Maternal Obesity Does Not Exacerbate the Effects of LPS Injection on Pregnancy Outcomes in Mice

Round 1

Reviewer 1 Report

Obesity is an increasing epidemic in developed countries and is said to increase the risk of pregnancy complications. The objective of this study was to determine if obesity exacerbated the adverse pregnancy outcomes associated with infection. The authors conclude that obesity had no effect on pregnancy outcomes after LPS treatment. 

The manuscript is very well written and is relatively straightforward. There are a few gaps in the study that could increase impact and some results could be presented more clearly.

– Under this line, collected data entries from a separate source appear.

//! The Monkey REPL: read a line, parse it as a whole program, evaluate it
//! against a session-persistent environment, print the result.

use std::error::Error;
use std::io::{self, Write};

use clap::{Parser, ValueEnum};

use monkey_lang::environment::Environment;
use monkey_lang::{eval, parse};

const PROMPT: &str = ">> ";

/// CLI arguments for the Monkey REPL.
#[derive(Parser, Debug)]
#[command(author, version, about)]
struct Cli {
    /// Log verbosity of the interpreter's internal diagnostics.
    #[arg(value_enum, short, long, default_value_t = LogLevel::default())]
    verbosity: LogLevel,
}

/// Log level exposed to the REPL's `-v`/`--verbosity` flag.
#[derive(ValueEnum, Clone, Default, Debug)]
enum LogLevel {
    #[default]
    Error,
    Warn,
    Info,
    Debug,
    Trace,
}

impl From<&LogLevel> for log::Level {
    fn from(value: &LogLevel) -> Self {
        match value {
            LogLevel::Error => log::Level::Error,
            LogLevel::Warn => log::Level::Warn,
            LogLevel::Info => log::Level::Info,
            LogLevel::Debug => log::Level::Debug,
            LogLevel::Trace => log::Level::Trace,
        }
    }
}

fn main() -> Result<(), Box<dyn Error>> {
    let cli = Cli::parse();
    simple_logger::init_with_level((&cli.verbosity).into())?;

    let env = Environment::new();
    let stdin = io::stdin();
    let mut stdout = io::stdout();

    loop {
        print!("{PROMPT}");
        stdout.flush()?;

        let mut line = String::new();
        let bytes_read = stdin.read_line(&mut line)?;
        if bytes_read == 0 {
            // EOF on stdin.
            break;
        }

        let (program, errors) = parse(&line);
        if !errors.is_empty() {
            print_parse_errors(&mut stdout, &errors)?;
            continue;
        }

        let result = eval(&program, &env);
        if !matches!(result.as_ref(), monkey_lang::object::Object::Null) {
            writeln!(stdout, "{}", result.inspect())?;
        }
    }

    Ok(())
}

fn print_parse_errors(out: &mut impl Write, errors: &[String]) -> io::Result<()> {
    writeln!(out, "Woops! We ran into some monkey business here!")?;
    writeln!(out, " parser errors:")?;
    for err in errors {
        writeln!(out, "\t{err}")?;
    }
    Ok(())
}
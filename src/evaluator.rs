//! Recursive tree-walking evaluator.
//!
//! `eval` is pure with respect to AST ownership: its only side effect is
//! mutating the supplied environment via `let`. Errors propagate as values
//! (§7): the first [`Object::Error`] produced by a subexpression becomes the
//! result of every enclosing expression, statement, block, program, or call.

use std::cell::RefCell;
use std::rc::Rc;

use crate::ast::{BlockStatement, Expression, Program, Statement};
use crate::builtins;
use crate::environment::Environment;
use crate::object::{native_bool, null, Function, Object};

pub fn eval_program(program: &Program, env: &Rc<RefCell<Environment>>) -> Rc<Object> {
    let mut result = null();
    for stmt in &program.statements {
        result = eval_statement(stmt, env);
        match result.as_ref() {
            Object::ReturnValue(inner) => return Rc::clone(inner),
            Object::Error(_) => return result,
            _ => {}
        }
    }
    result
}

fn eval_block_statement(block: &BlockStatement, env: &Rc<RefCell<Environment>>) -> Rc<Object> {
    let mut result = null();
    for stmt in &block.statements {
        result = eval_statement(stmt, env);
        if matches!(result.as_ref(), Object::ReturnValue(_) | Object::Error(_)) {
            return result;
        }
    }
    result
}

fn eval_statement(stmt: &Statement, env: &Rc<RefCell<Environment>>) -> Rc<Object> {
    match stmt {
        Statement::Expression(expr) => eval_expression(expr, env),
        Statement::Return { value } => {
            let evaluated = eval_expression(value, env);
            if evaluated.is_error() {
                return evaluated;
            }
            Rc::new(Object::ReturnValue(evaluated))
        }
        Statement::Let { name, value } => {
            let evaluated = eval_expression(value, env);
            if evaluated.is_error() {
                return evaluated;
            }
            env.borrow_mut().set(name.name.clone(), evaluated);
            null()
        }
    }
}

fn eval_expression(expr: &Expression, env: &Rc<RefCell<Environment>>) -> Rc<Object> {
    match expr {
        Expression::IntegerLiteral(value) => Rc::new(Object::Integer(*value)),
        Expression::BooleanLiteral(value) => native_bool(*value),
        Expression::StringLiteral(value) => Rc::new(Object::String(value.clone())),
        Expression::Identifier(ident) => eval_identifier(&ident.name, env),
        Expression::Prefix { operator, right } => {
            let right = eval_expression(right, env);
            if right.is_error() {
                return right;
            }
            eval_prefix_expression(operator, &right)
        }
        Expression::Infix {
            left,
            operator,
            right,
        } => {
            let left = eval_expression(left, env);
            if left.is_error() {
                return left;
            }
            let right = eval_expression(right, env);
            if right.is_error() {
                return right;
            }
            eval_infix_expression(operator, &left, &right)
        }
        Expression::If {
            condition,
            consequence,
            alternative,
        } => eval_if_expression(condition, consequence, alternative.as_ref(), env),
        Expression::FunctionLiteral(lit) => Rc::new(Object::Function(Function {
            params: lit.params.clone(),
            body: Rc::clone(&lit.body),
            env: Rc::clone(env),
        })),
        Expression::Call {
            function,
            arguments,
        } => eval_call_expression(function, arguments, env),
    }
}

fn eval_identifier(name: &str, env: &Rc<RefCell<Environment>>) -> Rc<Object> {
    if let Some(value) = env.borrow().get(name) {
        return value;
    }
    if let Some(builtin) = builtins::lookup(name) {
        return Rc::new(Object::Builtin(builtin));
    }
    Rc::new(Object::Error(format!("identifier not found: {name}")))
}

/// `!` semantics: `!true` -> false, `!false`/`!null` -> true, anything else -> false.
fn eval_prefix_expression(operator: &str, right: &Object) -> Rc<Object> {
    match operator {
        "!" => native_bool(!right.is_truthy()),
        "-" => match right {
            Object::Integer(value) => Rc::new(Object::Integer(-value)),
            other => Rc::new(Object::Error(format!(
                "unknown operator: -{}",
                other.object_type()
            ))),
        },
        other => Rc::new(Object::Error(format!("unknown operator: {other}"))),
    }
}

fn eval_infix_expression(operator: &str, left: &Object, right: &Object) -> Rc<Object> {
    match (left, right) {
        (Object::Integer(l), Object::Integer(r)) => eval_integer_infix(operator, *l, *r),
        (Object::Boolean(l), Object::Boolean(r)) => eval_boolean_infix(operator, *l, *r),
        (Object::String(l), Object::String(r)) => eval_string_infix(operator, l, r),
        (l, r) if l.object_type() != r.object_type() => Rc::new(Object::Error(format!(
            "type mismatch: {} {operator} {}",
            l.object_type(),
            r.object_type()
        ))),
        (l, r) => Rc::new(Object::Error(format!(
            "unknown operator: {} {operator} {}",
            l.object_type(),
            r.object_type()
        ))),
    }
}

fn eval_integer_infix(operator: &str, left: i64, right: i64) -> Rc<Object> {
    match operator {
        "+" => Rc::new(Object::Integer(left.wrapping_add(right))),
        "-" => Rc::new(Object::Integer(left.wrapping_sub(right))),
        "*" => Rc::new(Object::Integer(left.wrapping_mul(right))),
        "/" => {
            if right == 0 {
                Rc::new(Object::Error("division by zero".to_string()))
            } else {
                Rc::new(Object::Integer(left.wrapping_div(right)))
            }
        }
        "<" => native_bool(left < right),
        ">" => native_bool(left > right),
        "==" => native_bool(left == right),
        "!=" => native_bool(left != right),
        other => Rc::new(Object::Error(format!(
            "unknown operator: INTEGER {other} INTEGER"
        ))),
    }
}

fn eval_boolean_infix(operator: &str, left: bool, right: bool) -> Rc<Object> {
    match operator {
        "==" => native_bool(left == right),
        "!=" => native_bool(left != right),
        other => Rc::new(Object::Error(format!(
            "Unsupported infix operator for booleans. Got {other} expected == or !="
        ))),
    }
}

fn eval_string_infix(operator: &str, left: &str, right: &str) -> Rc<Object> {
    match operator {
        "+" => Rc::new(Object::String(format!("{left}{right}"))),
        other => Rc::new(Object::Error(format!(
            "unknown operator: STRING {other} STRING"
        ))),
    }
}

fn eval_if_expression(
    condition: &Expression,
    consequence: &BlockStatement,
    alternative: Option<&BlockStatement>,
    env: &Rc<RefCell<Environment>>,
) -> Rc<Object> {
    let condition = eval_expression(condition, env);
    if condition.is_error() {
        return condition;
    }

    if condition.is_truthy() {
        eval_block_statement(consequence, env)
    } else if let Some(alternative) = alternative {
        eval_block_statement(alternative, env)
    } else {
        null()
    }
}

fn eval_call_expression(
    function_expr: &Expression,
    argument_exprs: &[Expression],
    env: &Rc<RefCell<Environment>>,
) -> Rc<Object> {
    let function = eval_expression(function_expr, env);
    if function.is_error() {
        return function;
    }

    let mut arguments = Vec::with_capacity(argument_exprs.len());
    for arg in argument_exprs {
        let evaluated = eval_expression(arg, env);
        if evaluated.is_error() {
            return evaluated;
        }
        arguments.push(evaluated);
    }

    apply_function(&function, &arguments)
}

fn apply_function(function: &Object, arguments: &[Rc<Object>]) -> Rc<Object> {
    match function {
        Object::Function(func) => {
            let call_env = Environment::enclosed(Rc::clone(&func.env));
            {
                let mut call_env_mut = call_env.borrow_mut();
                for (param, arg) in func.params.iter().zip(arguments.iter()) {
                    call_env_mut.set(param.name.clone(), Rc::clone(arg));
                }
            }
            let result = eval_block_statement(&func.body, &call_env);
            match result.as_ref() {
                Object::ReturnValue(inner) => Rc::clone(inner),
                _ => result,
            }
        }
        Object::Builtin(builtin) => builtin(arguments),
        other => Rc::new(Object::Error(format!(
            "not a function: {}",
            other.object_type()
        ))),
    }
}
//! A Pratt (top-down operator-precedence) parser producing a [`Program`].
//!
//! The parser never aborts on a local failure: every problem is appended to
//! an `errors` list and parsing continues on a best-effort basis. Callers
//! must check [`Parser::errors`] before evaluating the returned program.

use std::rc::Rc;

use crate::ast::{BlockStatement, Expression, FunctionLiteral, Identifier, Program, Statement};
use crate::lexer::Lexer;
use crate::token::{Token, TokenKind};

#[derive(Debug, Clone, Copy, PartialEq, PartialOrd)]
enum Precedence {
    Lowest,
    Equals,
    LessGreater,
    Sum,
    Product,
    Prefix,
    Call,
}

fn precedence_of(kind: TokenKind) -> Precedence {
    match kind {
        TokenKind::Eq | TokenKind::NotEq => Precedence::Equals,
        TokenKind::Lt | TokenKind::Gt => Precedence::LessGreater,
        TokenKind::Plus | TokenKind::Minus => Precedence::Sum,
        TokenKind::Asterisk | TokenKind::Slash => Precedence::Product,
        TokenKind::Lparen => Precedence::Call,
        _ => Precedence::Lowest,
    }
}

pub struct Parser<'a> {
    lexer: Lexer<'a>,
    cur_token: Token,
    peek_token: Token,
    errors: Vec<String>,
}

impl<'a> Parser<'a> {
    pub fn new(mut lexer: Lexer<'a>) -> Self {
        let cur_token = lexer.next_token();
        let peek_token = lexer.next_token();
        Self {
            lexer,
            cur_token,
            peek_token,
            errors: vec![],
        }
    }

    pub fn errors(&self) -> &[String] {
        &self.errors
    }

    fn advance(&mut self) {
        std::mem::swap(&mut self.cur_token, &mut self.peek_token);
        self.peek_token = self.lexer.next_token();
    }

    fn cur_is(&self, kind: TokenKind) -> bool {
        self.cur_token.kind == kind
    }

    fn peek_is(&self, kind: TokenKind) -> bool {
        self.peek_token.kind == kind
    }

    fn peek_precedence(&self) -> Precedence {
        precedence_of(self.peek_token.kind)
    }

    fn cur_precedence(&self) -> Precedence {
        precedence_of(self.cur_token.kind)
    }

    /// If peek matches `kind`, advance and return true; otherwise record an
    /// error and return false.
    fn expect_peek(&mut self, kind: TokenKind) -> bool {
        if self.peek_is(kind) {
            self.advance();
            true
        } else {
            self.errors.push(format!(
                "Expect next token to be {}, got {} instead",
                kind.name(),
                self.peek_token.kind.name()
            ));
            false
        }
    }

    pub fn parse_program(&mut self) -> Program {
        let mut statements = vec![];
        while !self.cur_is(TokenKind::Eof) {
            if let Some(stmt) = self.parse_statement() {
                statements.push(stmt);
            }
            self.advance();
        }
        Program { statements }
    }

    fn parse_statement(&mut self) -> Option<Statement> {
        match self.cur_token.kind {
            TokenKind::Let => self.parse_let_statement(),
            TokenKind::Return => self.parse_return_statement(),
            _ => self.parse_expression_statement(),
        }
    }

    fn parse_let_statement(&mut self) -> Option<Statement> {
        if !self.expect_peek(TokenKind::Ident) {
            return None;
        }
        let name = Identifier {
            name: self.cur_token.literal.clone(),
        };

        if !self.expect_peek(TokenKind::Assign) {
            return None;
        }
        self.advance();

        let value = self.parse_expression(Precedence::Lowest)?;

        if self.peek_is(TokenKind::Semicolon) {
            self.advance();
        }

        Some(Statement::Let { name, value })
    }

    fn parse_return_statement(&mut self) -> Option<Statement> {
        self.advance();
        let value = self.parse_expression(Precedence::Lowest)?;

        if self.peek_is(TokenKind::Semicolon) {
            self.advance();
        }

        Some(Statement::Return { value })
    }

    fn parse_expression_statement(&mut self) -> Option<Statement> {
        let expr = self.parse_expression(Precedence::Lowest)?;

        if self.peek_is(TokenKind::Semicolon) {
            self.advance();
        }

        Some(Statement::Expression(expr))
    }

    fn parse_block_statement(&mut self) -> BlockStatement {
        let mut statements = vec![];
        self.advance();

        while !self.cur_is(TokenKind::Rbrace) && !self.cur_is(TokenKind::Eof) {
            if let Some(stmt) = self.parse_statement() {
                statements.push(stmt);
            }
            self.advance();
        }

        BlockStatement { statements }
    }

    fn parse_expression(&mut self, precedence: Precedence) -> Option<Expression> {
        let mut left = self.parse_prefix()?;

        while !self.peek_is(TokenKind::Semicolon) && precedence < self.peek_precedence() {
            if !is_infix_token(self.peek_token.kind) {
                return Some(left);
            }
            self.advance();
            left = self.parse_infix(left)?;
        }

        Some(left)
    }

    fn parse_prefix(&mut self) -> Option<Expression> {
        match self.cur_token.kind {
            TokenKind::Ident => Some(Expression::Identifier(Identifier {
                name: self.cur_token.literal.clone(),
            })),
            TokenKind::Int => match self.cur_token.literal.parse::<i64>() {
                Ok(value) => Some(Expression::IntegerLiteral(value)),
                Err(_) => {
                    self.errors.push(format!(
                        "could not parse {} as integer",
                        self.cur_token.literal
                    ));
                    None
                }
            },
            TokenKind::String => Some(Expression::StringLiteral(self.cur_token.literal.clone())),
            TokenKind::True | TokenKind::False => {
                Some(Expression::BooleanLiteral(self.cur_is(TokenKind::True)))
            }
            TokenKind::Bang | TokenKind::Minus => self.parse_prefix_expression(),
            TokenKind::Lparen => self.parse_grouped_expression(),
            TokenKind::If => self.parse_if_expression(),
            TokenKind::Function => self.parse_function_literal(),
            kind => {
                self.errors.push(format!(
                    "no prefix parse function for {} found",
                    kind.name()
                ));
                None
            }
        }
    }

    fn parse_prefix_expression(&mut self) -> Option<Expression> {
        let operator = self.cur_token.literal.clone();
        self.advance();
        let right = self.parse_expression(Precedence::Prefix)?;
        Some(Expression::Prefix {
            operator,
            right: Box::new(right),
        })
    }

    fn parse_grouped_expression(&mut self) -> Option<Expression> {
        self.advance();
        let expr = self.parse_expression(Precedence::Lowest)?;
        if !self.expect_peek(TokenKind::Rparen) {
            return None;
        }
        Some(expr)
    }

    fn parse_if_expression(&mut self) -> Option<Expression> {
        if !self.expect_peek(TokenKind::Lparen) {
            return None;
        }
        self.advance();
        let condition = self.parse_expression(Precedence::Lowest)?;

        if !self.expect_peek(TokenKind::Rparen) {
            return None;
        }
        if !self.expect_peek(TokenKind::Lbrace) {
            return None;
        }
        let consequence = self.parse_block_statement();

        let alternative = if self.peek_is(TokenKind::Else) {
            self.advance();
            if !self.expect_peek(TokenKind::Lbrace) {
                return None;
            }
            Some(self.parse_block_statement())
        } else {
            None
        };

        Some(Expression::If {
            condition: Box::new(condition),
            consequence,
            alternative,
        })
    }

    fn parse_function_literal(&mut self) -> Option<Expression> {
        if !self.expect_peek(TokenKind::Lparen) {
            return None;
        }
        let params = self.parse_function_parameters()?;

        if !self.expect_peek(TokenKind::Lbrace) {
            return None;
        }
        let body = self.parse_block_statement();

        Some(Expression::FunctionLiteral(FunctionLiteral {
            params,
            body: Rc::new(body),
        }))
    }

    fn parse_function_parameters(&mut self) -> Option<Vec<Identifier>> {
        let mut params = vec![];

        if self.peek_is(TokenKind::Rparen) {
            self.advance();
            return Some(params);
        }

        self.advance();
        params.push(Identifier {
            name: self.cur_token.literal.clone(),
        });

        while self.peek_is(TokenKind::Comma) {
            self.advance();
            self.advance();
            params.push(Identifier {
                name: self.cur_token.literal.clone(),
            });
        }

        if !self.expect_peek(TokenKind::Rparen) {
            return None;
        }

        Some(params)
    }

    fn parse_infix(&mut self, left: Expression) -> Option<Expression> {
        match self.cur_token.kind {
            TokenKind::Lparen => self.parse_call_expression(left),
            TokenKind::Plus
            | TokenKind::Minus
            | TokenKind::Asterisk
            | TokenKind::Slash
            | TokenKind::Lt
            | TokenKind::Gt
            | TokenKind::Eq
            | TokenKind::NotEq => {
                let operator = self.cur_token.literal.clone();
                let precedence = self.cur_precedence();
                self.advance();
                let right = self.parse_expression(precedence)?;
                Some(Expression::Infix {
                    left: Box::new(left),
                    operator,
                    right: Box::new(right),
                })
            }
            _ => Some(left),
        }
    }

    fn parse_call_expression(&mut self, function: Expression) -> Option<Expression> {
        let arguments = self.parse_call_arguments()?;
        Some(Expression::Call {
            function: Box::new(function),
            arguments,
        })
    }

    fn parse_call_arguments(&mut self) -> Option<Vec<Expression>> {
        let mut args = vec![];

        if self.peek_is(TokenKind::Rparen) {
            self.advance();
            return Some(args);
        }

        self.advance();
        args.push(self.parse_expression(Precedence::Lowest)?);

        while self.peek_is(TokenKind::Comma) {
            self.advance();
            self.advance();
            args.push(self.parse_expression(Precedence::Lowest)?);
        }

        if !self.expect_peek(TokenKind::Rparen) {
            return None;
        }

        Some(args)
    }
}

fn is_infix_token(kind: TokenKind) -> bool {
    matches!(
        kind,
        TokenKind::Plus
            | TokenKind::Minus
            | TokenKind::Asterisk
            | TokenKind::Slash
            | TokenKind::Lt
            | TokenKind::Gt
            | TokenKind::Eq
            | TokenKind::NotEq
            | TokenKind::Lparen
    )
}

/// Parse `input` into a [`Program`] plus any accumulated parser errors.
pub fn parse(input: &str) -> (Program, Vec<String>) {
    let lexer = Lexer::new(input);
    let mut parser = Parser::new(lexer);
    let program = parser.parse_program();
    (program, parser.errors().to_vec())
}
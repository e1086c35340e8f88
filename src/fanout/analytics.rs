use crate::database::{DbError, SqlitePool};
use crate::queue::{AnalyticsJobPayload, Job};
use crate::worker::JobHandler;
use async_trait::async_trait;
use chrono::Utc;
use tracing::info;

pub struct AnalyticsStore;

impl AnalyticsStore {
    /// # Errors
    ///
    /// Returns an error if the insert fails.
    pub async fn record(pool: &SqlitePool, event: &AnalyticsJobPayload) -> Result<i64, DbError> {
        let id = sqlx::query_scalar(
            "INSERT INTO analytics_events (event, content_id, properties, created_at) \
             VALUES (?, ?, ?, ?) RETURNING id",
        )
        .bind(&event.event)
        .bind(&event.content_id)
        .bind(&event.properties)
        .bind(Utc::now())
        .fetch_one(pool)
        .await?;
        Ok(id)
    }
}

/// Handler for the analytics queue.
pub struct AnalyticsHandler {
    pool: SqlitePool,
}

impl AnalyticsHandler {
    #[must_use]
    pub fn new(pool: SqlitePool) -> Self {
        Self { pool }
    }
}

#[async_trait]
impl JobHandler for AnalyticsHandler {
    async fn handle(&self, job: &Job) -> color_eyre::Result<()> {
        let event: AnalyticsJobPayload = job.payload_as()?;
        AnalyticsStore::record(&self.pool, &event).await?;
        info!("📊 Recorded analytics event '{}'.", event.event);
        Ok(())
    }
}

1. How does the LFD compare to a normal mouse show diet in content? If the LFD is different from a normal mouse chow, how might this affect the outcomes? 
2. Did the authors measure adiposity in the animals to confirm that obesity in HFD dams compared to LFD?
3. Can the authors measure LPS induced inflammatory cytokines (IL-1 beta) in the plasma to confirm the induction of inflammation by the LPS treatment? Likewise, can inflammatory cytokines or adipokines be measured in the LFD vs HFD animals to compare the "low grade" inflammation described to be present in obesity. It is important to demonstrate that the model is truly replicating the condition described. 
4. Table 1 is confusing. Please re-do the table to more clearly convey the results. As it is written, it seems that some of the animals did not get pregnancy. It was not clear that the "Not Pregnant" column was referring to the status of the animals on gestational day 14.

Author Response

Response to Reviewer 1

Point 1: Obesity is an increasing epidemic in developed countries and is said to increase the risk of pregnancy complications. The objective of this study was to determine if obesity exacerbated the adverse pregnancy outcomes associated with infection. The authors conclude that obesity had no effect on pregnancy outcomes after LPS treatment.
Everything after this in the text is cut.